Brief:
Please start at the first line of the records beneath and quote each line exactly, ending with the line containing "pub fn generate()".

Dataset:
━━━━━━━━

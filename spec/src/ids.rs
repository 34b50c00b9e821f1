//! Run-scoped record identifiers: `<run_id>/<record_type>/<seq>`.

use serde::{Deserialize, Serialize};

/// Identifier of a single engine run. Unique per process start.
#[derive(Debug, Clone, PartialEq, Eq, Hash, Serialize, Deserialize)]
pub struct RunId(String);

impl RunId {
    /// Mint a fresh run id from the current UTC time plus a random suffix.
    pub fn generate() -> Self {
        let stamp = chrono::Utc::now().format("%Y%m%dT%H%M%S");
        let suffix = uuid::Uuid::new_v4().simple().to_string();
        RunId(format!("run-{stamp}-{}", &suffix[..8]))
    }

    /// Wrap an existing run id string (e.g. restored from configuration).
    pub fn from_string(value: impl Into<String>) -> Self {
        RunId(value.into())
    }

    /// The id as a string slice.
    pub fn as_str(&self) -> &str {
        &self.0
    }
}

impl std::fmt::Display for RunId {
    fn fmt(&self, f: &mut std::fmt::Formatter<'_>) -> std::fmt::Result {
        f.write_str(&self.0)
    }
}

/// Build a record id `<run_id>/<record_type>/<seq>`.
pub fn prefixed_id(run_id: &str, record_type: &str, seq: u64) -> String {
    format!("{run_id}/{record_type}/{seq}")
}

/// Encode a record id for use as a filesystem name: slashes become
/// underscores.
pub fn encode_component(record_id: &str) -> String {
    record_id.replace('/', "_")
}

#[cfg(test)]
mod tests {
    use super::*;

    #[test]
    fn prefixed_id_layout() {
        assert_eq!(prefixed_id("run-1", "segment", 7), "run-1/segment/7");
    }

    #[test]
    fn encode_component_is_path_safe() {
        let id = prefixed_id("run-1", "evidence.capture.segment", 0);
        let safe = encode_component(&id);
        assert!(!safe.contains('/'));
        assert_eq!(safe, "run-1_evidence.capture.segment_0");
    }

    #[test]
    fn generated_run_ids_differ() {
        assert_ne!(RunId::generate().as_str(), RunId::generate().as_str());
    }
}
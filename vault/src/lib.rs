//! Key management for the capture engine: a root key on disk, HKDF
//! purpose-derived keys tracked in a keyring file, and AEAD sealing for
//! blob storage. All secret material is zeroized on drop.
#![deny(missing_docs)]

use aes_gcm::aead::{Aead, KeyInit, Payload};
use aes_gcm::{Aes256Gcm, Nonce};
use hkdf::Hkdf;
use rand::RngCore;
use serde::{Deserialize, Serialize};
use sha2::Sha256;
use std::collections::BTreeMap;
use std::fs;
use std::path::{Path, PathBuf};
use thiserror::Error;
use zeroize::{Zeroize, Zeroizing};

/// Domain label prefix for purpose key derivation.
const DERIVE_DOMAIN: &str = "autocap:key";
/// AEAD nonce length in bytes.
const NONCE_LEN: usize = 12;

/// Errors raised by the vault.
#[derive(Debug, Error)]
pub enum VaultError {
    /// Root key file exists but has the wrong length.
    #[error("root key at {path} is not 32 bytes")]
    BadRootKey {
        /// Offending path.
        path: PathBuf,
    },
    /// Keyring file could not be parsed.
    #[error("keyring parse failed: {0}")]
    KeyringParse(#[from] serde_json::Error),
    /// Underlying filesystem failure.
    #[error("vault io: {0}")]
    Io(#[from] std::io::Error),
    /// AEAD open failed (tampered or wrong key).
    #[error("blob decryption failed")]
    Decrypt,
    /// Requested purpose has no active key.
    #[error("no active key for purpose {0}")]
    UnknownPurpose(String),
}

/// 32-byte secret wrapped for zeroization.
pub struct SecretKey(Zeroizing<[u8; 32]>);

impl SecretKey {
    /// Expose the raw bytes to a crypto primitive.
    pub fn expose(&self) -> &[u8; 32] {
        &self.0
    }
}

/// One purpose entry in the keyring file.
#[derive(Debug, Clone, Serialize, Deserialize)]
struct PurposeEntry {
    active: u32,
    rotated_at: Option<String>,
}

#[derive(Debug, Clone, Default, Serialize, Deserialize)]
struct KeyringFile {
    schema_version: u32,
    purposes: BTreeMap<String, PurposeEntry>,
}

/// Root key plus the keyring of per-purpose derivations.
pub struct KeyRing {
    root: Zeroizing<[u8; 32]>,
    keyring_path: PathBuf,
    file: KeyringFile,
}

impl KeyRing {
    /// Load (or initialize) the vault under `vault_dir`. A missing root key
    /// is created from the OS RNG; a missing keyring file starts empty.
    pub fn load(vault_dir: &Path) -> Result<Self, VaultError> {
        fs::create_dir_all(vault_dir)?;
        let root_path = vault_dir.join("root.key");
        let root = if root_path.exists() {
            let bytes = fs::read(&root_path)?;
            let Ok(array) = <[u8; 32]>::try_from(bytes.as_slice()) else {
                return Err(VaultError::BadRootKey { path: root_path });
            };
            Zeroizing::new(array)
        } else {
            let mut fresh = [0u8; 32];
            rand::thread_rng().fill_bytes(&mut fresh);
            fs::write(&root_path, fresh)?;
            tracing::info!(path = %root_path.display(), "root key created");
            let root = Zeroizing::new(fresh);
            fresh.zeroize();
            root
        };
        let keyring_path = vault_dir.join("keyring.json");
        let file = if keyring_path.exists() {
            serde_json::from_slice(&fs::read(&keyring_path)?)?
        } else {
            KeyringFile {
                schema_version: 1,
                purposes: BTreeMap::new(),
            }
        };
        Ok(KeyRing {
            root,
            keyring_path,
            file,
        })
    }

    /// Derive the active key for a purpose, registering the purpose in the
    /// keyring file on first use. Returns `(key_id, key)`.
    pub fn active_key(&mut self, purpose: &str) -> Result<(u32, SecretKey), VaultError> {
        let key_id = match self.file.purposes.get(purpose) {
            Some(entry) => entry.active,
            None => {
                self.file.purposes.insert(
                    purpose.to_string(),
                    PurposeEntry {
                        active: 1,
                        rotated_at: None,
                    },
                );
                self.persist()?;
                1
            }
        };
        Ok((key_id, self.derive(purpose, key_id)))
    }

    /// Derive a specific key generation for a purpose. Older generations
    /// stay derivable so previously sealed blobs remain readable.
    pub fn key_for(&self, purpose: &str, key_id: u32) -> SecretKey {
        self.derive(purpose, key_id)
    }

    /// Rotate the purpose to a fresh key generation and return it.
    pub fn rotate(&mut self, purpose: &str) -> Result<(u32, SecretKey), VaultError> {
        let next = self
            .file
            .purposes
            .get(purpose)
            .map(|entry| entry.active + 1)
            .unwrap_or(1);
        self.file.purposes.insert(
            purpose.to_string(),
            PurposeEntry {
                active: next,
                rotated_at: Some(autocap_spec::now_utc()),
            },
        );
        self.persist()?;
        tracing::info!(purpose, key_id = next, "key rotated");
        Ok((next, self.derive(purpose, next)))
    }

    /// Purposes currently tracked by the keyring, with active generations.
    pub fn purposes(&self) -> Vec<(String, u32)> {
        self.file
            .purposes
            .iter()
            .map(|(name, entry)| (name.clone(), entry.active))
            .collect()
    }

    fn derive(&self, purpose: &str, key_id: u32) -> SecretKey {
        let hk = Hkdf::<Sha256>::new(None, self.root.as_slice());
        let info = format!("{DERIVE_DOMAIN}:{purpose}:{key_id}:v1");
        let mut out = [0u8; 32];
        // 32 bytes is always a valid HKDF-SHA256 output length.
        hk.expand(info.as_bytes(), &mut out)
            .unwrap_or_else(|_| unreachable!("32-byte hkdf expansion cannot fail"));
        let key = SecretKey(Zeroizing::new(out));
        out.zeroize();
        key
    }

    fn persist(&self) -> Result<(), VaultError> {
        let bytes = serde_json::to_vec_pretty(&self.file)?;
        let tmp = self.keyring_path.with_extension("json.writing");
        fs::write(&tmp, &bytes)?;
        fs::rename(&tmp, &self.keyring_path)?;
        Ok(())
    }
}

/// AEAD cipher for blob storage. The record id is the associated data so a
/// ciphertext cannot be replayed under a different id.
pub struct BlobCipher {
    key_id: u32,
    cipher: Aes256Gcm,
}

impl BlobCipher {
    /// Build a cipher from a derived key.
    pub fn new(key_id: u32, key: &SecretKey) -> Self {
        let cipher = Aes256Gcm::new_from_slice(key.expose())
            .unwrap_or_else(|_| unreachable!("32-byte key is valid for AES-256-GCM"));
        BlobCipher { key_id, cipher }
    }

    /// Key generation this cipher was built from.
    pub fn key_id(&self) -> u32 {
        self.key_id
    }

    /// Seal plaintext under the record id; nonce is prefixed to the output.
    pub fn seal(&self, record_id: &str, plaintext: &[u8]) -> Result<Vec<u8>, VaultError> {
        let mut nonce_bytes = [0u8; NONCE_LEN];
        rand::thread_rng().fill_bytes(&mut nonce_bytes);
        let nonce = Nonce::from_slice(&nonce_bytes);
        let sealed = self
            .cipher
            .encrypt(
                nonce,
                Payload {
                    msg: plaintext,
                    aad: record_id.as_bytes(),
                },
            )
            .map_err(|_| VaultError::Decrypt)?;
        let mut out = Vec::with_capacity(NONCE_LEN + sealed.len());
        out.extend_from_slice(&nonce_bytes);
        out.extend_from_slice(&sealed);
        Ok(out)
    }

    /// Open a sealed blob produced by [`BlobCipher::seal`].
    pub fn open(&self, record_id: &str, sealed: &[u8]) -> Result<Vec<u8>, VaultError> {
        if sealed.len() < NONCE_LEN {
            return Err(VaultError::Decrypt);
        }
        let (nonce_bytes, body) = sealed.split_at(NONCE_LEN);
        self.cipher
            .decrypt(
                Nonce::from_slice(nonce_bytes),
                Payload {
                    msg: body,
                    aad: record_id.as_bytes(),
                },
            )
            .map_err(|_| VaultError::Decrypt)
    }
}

━━━━━━━━

Solution to the exercise:
filename spec/src/ids.rs
repository 34b50c00b9e821f1
//! Run-scoped record identifiers: `<run_id>/<record_type>/<seq>`.

use serde::{Deserialize, Serialize};

/// Identifier of a single engine run. Unique per process start.
#[derive(Debug, Clone, PartialEq, Eq, Hash, Serialize, Deserialize)]
pub struct RunId(String);

impl RunId {
    /// Mint a fresh run id from the current UTC time plus a random suffix.
    pub fn generate() -> Self {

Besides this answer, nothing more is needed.